The trip started out in Potsdamer Platz, which, if you could say there is really any identifiable center in this sprawling city, would be the “downtown.” The Potsdamer Platz Bahnof lands you right in the center of the governmental sector and high-rise financial district, a few minutes walk to both the Reichstag (the federal Parliamentary building) and the Deutsche Bahn offices (the German Train company).
Potsdamer Platz Train Station
Deutsche Bahn Tower
Blue skies and a high rise
We walked from here to Checkpoint Charlie, named because it was the third and final entry (Station C) to enter the GDR. They now have a faux military guard prowling the place and costumed GDR men who will stamp your passport with old East German visa stamps (not sure if it’s worth the 2 Euros, but it’s certainly unique).
The irony of the McDonald's is not lost on me.
Old signs marking the different occupied sectors; once legitimate markers of international territory, now tourist attractions.
The Wall Museum at Checkpoint Charlie
Then we walked on to the Reichstag, where we were given a tour of the building by an SPD (Social Party of Deutschland, roughly translated) deputee. The façade is intimidating--towering stone pillars, elaborate sculptures etched into the molding, “to the German Nation” scripted above the front staircase--but the interior is almost an entirely different building. It was renovated after Reunification, when Germany’s capital moved back to Berlin. It has been through the days of the Weimar Republic, the Nazi Regime, Soviet occupation, and the World Wars in between, leaving it in poor condition for any future use. After holding an architectural competition they finally decided on the design, opting for a minimalist, yet grandiose (and highly reflective, I must add) interior. They also added a beautiful glass dome, with a sweeping spiral ramp that winds around the interior in an inverted funnel, leading you gradually to the top for a view of the entire city. Inside the dome they also have a tornado-looking structure of mirrors; the play of lights and shadows within the dome was incredible.
Outside the Reichstag
A closer look
"To the German Nation," or "To the German People"
Inside the Reichstag
A committee room
A box for every deputee who has ever served in Parliament; Adolf Hitler's box has been kicked in however.
An elevator, stunning
A chamber specifically for the SPD party members serving in Parliament
Parliamentary chambers, as seen from above following a session
Inside the dome
Views from the top
Beautiful blue skies
Soviet graffiti from when it was occupied after German surrender at the end of WWII. They have left all of the graffiti throughout the building as well.

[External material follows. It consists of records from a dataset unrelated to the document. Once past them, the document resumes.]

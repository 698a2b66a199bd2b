//! `Devices.xml`: the inventory of instrument modules.

use std::cell::OnceCell;
use std::collections::{HashMap, HashSet};
use std::ops::Deref;
use std::path::Path;

use serde::{Deserialize, Serialize};

use super::{attribute, optional, reject_unknown_children, text};
use crate::schema;
use crate::xml::{
    enum_from_value_or_member, to_int, DeviceType, DeviceVendor, FromXml, ParseError,
    ParseOptions, StoredDataType, VersionedList, XmlElement, XmlFile,
};

const DEVICE_CHILDREN: &[&str] = &[
    "Name",
    "DriverVersion",
    "FirmwareVersion",
    "ModelNumber",
    "OrdinalNumber",
    "SerialNumber",
    "Type",
    "StoredDataType",
    "Delay",
    "Vendor",
];

/// A device listed in `Devices.xml`
#[derive(Debug, Clone, PartialEq, Serialize, Deserialize)]
pub struct Device {
    /// ID of the device
    pub device_id: u32,
    /// Display name of the device
    pub display_name: String,
    /// Version of the device driver
    pub driver_version: String,
    /// Version of the device firmware
    pub firmware_version: String,
    /// Model number
    pub model_number: String,
    /// Ordinal number among devices of the same type
    pub ordinal_number: i32,
    /// Serial number
    pub serial_number: String,
    /// Kind of device
    #[serde(rename = "type")]
    pub device_type: DeviceType,
    /// Kinds of data the device stores
    pub stored_data_type: StoredDataType,
    /// Delay
    pub delay: i32,
    /// Supplier of the device
    pub vendor: DeviceVendor,
}

impl Device {
    /// A device with the given ID and every other field at its default
    pub fn new(device_id: u32) -> Self {
        Self {
            device_id,
            display_name: String::new(),
            driver_version: String::new(),
            firmware_version: String::new(),
            model_number: String::new(),
            ordinal_number: 0,
            serial_number: String::new(),
            device_type: DeviceType::Unknown,
            stored_data_type: StoredDataType::UNSPECIFIED,
            delay: 0,
            vendor: DeviceVendor::Other,
        }
    }
}

impl FromXml for Device {
    fn from_xml(element: &XmlElement) -> Result<Self, ParseError> {
        reject_unknown_children(element, DEVICE_CHILDREN)?;

        let device_id = attribute(element, "DeviceID", to_int)?;
        let defaults = Device::new(device_id);

        Ok(Self {
            device_id,
            display_name: optional(element, "Name", text)?.unwrap_or(defaults.display_name),
            driver_version: optional(element, "DriverVersion", text)?
                .unwrap_or(defaults.driver_version),
            firmware_version: optional(element, "FirmwareVersion", text)?
                .unwrap_or(defaults.firmware_version),
            model_number: optional(element, "ModelNumber", text)?.unwrap_or(defaults.model_number),
            ordinal_number: optional(element, "OrdinalNumber", to_int)?
                .unwrap_or(defaults.ordinal_number),
            serial_number: optional(element, "SerialNumber", text)?
                .unwrap_or(defaults.serial_number),
            device_type: optional(element, "Type", |v| enum_from_value_or_member(v))?
                .unwrap_or(defaults.device_type),
            stored_data_type: optional(element, "StoredDataType", |v| {
                enum_from_value_or_member(v)
            })?
            .unwrap_or(defaults.stored_data_type),
            delay: optional(element, "Delay", to_int)?.unwrap_or(defaults.delay),
            vendor: optional(element, "Vendor", |v| enum_from_value_or_member(v))?
                .unwrap_or(defaults.vendor),
        })
    }
}

/// Devices listed in `Devices.xml`.
///
/// Device IDs are unique within a list. Lookups by ID build an index on first
/// use and reuse it afterwards; the index lives in a [`OnceCell`], so a
/// `DeviceList` is not `Sync` and must not be shared between threads.
#[derive(Debug, Clone, Default, Serialize, Deserialize)]
pub struct DeviceList {
    #[serde(flatten)]
    devices: VersionedList<Device>,
    #[serde(skip)]
    index: OnceCell<HashMap<u32, usize>>,
}

impl DeviceList {
    /// Create an empty list
    pub fn new(version: u32) -> Self {
        Self {
            devices: VersionedList::new(version),
            index: OnceCell::new(),
        }
    }

    /// Create a list from existing devices, rejecting duplicate IDs
    pub fn with_devices(
        version: u32,
        devices: impl IntoIterator<Item = Device>,
    ) -> Result<Self, ParseError> {
        let mut list = Self::new(version);
        for device in devices {
            list.push(device)?;
        }
        Ok(list)
    }

    /// Append a device, rejecting a duplicate ID
    pub fn push(&mut self, device: Device) -> Result<(), ParseError> {
        if self.devices.iter().any(|d| d.device_id == device.device_id) {
            return Err(ParseError::DuplicateDevice(device.device_id.to_string()));
        }
        self.devices.push(device);
        self.index = OnceCell::new();
        Ok(())
    }

    /// Device with the given ID.
    ///
    /// Repeated calls on the same list return the same `&Device`.
    pub fn get_device(&self, device_id: u32) -> Option<&Device> {
        let index = self.index.get_or_init(|| {
            self.devices
                .iter()
                .enumerate()
                .map(|(position, device)| (device.device_id, position))
                .collect()
        });
        index.get(&device_id).map(|&position| &self.devices[position])
    }
}

impl Deref for DeviceList {
    type Target = VersionedList<Device>;

    fn deref(&self) -> &VersionedList<Device> {
        &self.devices
    }
}

impl PartialEq for DeviceList {
    fn eq(&self, other: &Self) -> bool {
        self.devices == other.devices
    }
}

impl PartialEq<Vec<Device>> for DeviceList {
    fn eq(&self, other: &Vec<Device>) -> bool {
        self.devices == *other
    }
}

impl FromXml for DeviceList {
    fn from_xml(element: &XmlElement) -> Result<Self, ParseError> {
        let mut devices = VersionedList::<Device>::from_xml_element(element)?;
        devices.append_from_element(element, "Device")?;

        let mut seen = HashSet::new();
        if let Some(duplicate) = devices.iter().find(|d| !seen.insert(d.device_id)) {
            return Err(ParseError::DuplicateDevice(duplicate.device_id.to_string()));
        }

        Ok(Self {
            devices,
            index: OnceCell::new(),
        })
    }
}

impl XmlFile for DeviceList {
    const FILE_NAME: &'static str = "Devices.xml";
    const SCHEMA: Option<&'static str> = Some(schema::DEVICES);
}

/// Read `Devices.xml` from the given `AcqData` directory
pub fn read_devices_xml(dir: impl AsRef<Path>) -> Result<DeviceList, ParseError> {
    DeviceList::read_from_dir(dir, &ParseOptions::default())
}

On the roof, outside the dome
We then split up. Katherine, Nat, Brandon, Valerie, and I opted to stay longer in Berlin, so we walked over to Alexanderplatz (the Manhattan of Berlin, so to speak) to find a cheap hostel (Berlin, because of its uneven growth and still-unmet population expectations, is an extremely cheap place to stay, and one of the least expensive “big cities” in Europe). Some sights we saw along the way:
The ever-famous "beer bike"
We had dinner in Friedrichshain the first night (a student-dominated neighborhood on the East side with a wide variety of eateries/bars/clubs) and spent some time dancing at a club in Kreuzberg (also a younger neighborhood, known as the Turkish neighborhood for its large Turkish population and incredible Döner’s). Saturday afternoon was spent in Potsdam (well, about an hour was, the rest was spent figuring out the trains to and from), where we rambled through a beautiful park littered with palaces. Here are some shots:
Arrival outside of Sans Souci Park
View from the front steps of the palace at dusk
Palace Sans Souci
Katherine wandering around the palace gardens
Duck pond, frozen over
Katherine and I stuck around for another night so that we could see the Flea Markets on Sunday. Sounds odd perhaps, but Berlin is known for several of its larger markets, the biggest being Mauermarkt (located in Mauer Park, or “Wall Park,” named for its remaining section of the Berlin Wall). We were told this market was “the mother of all flea markets,” and I must say I was pretty impressed. A tad more expensive (and craftier) than your typical flea market, with delicious baked goods along the way. I couldn’t even fit a third of it in a frame from a neighboring hill, but here are a few shots nonetheless.
One of the remaining sections of the Berlin Wall
Maybe one-third of the flea market, from a distance
Rupert's Kitchen Orchestra, a band that put on an impromptu performance for flea market spectators
The second-time-around was definitely worth it. The Berlin we experienced this time was unforgettable, and I hope to return again soon.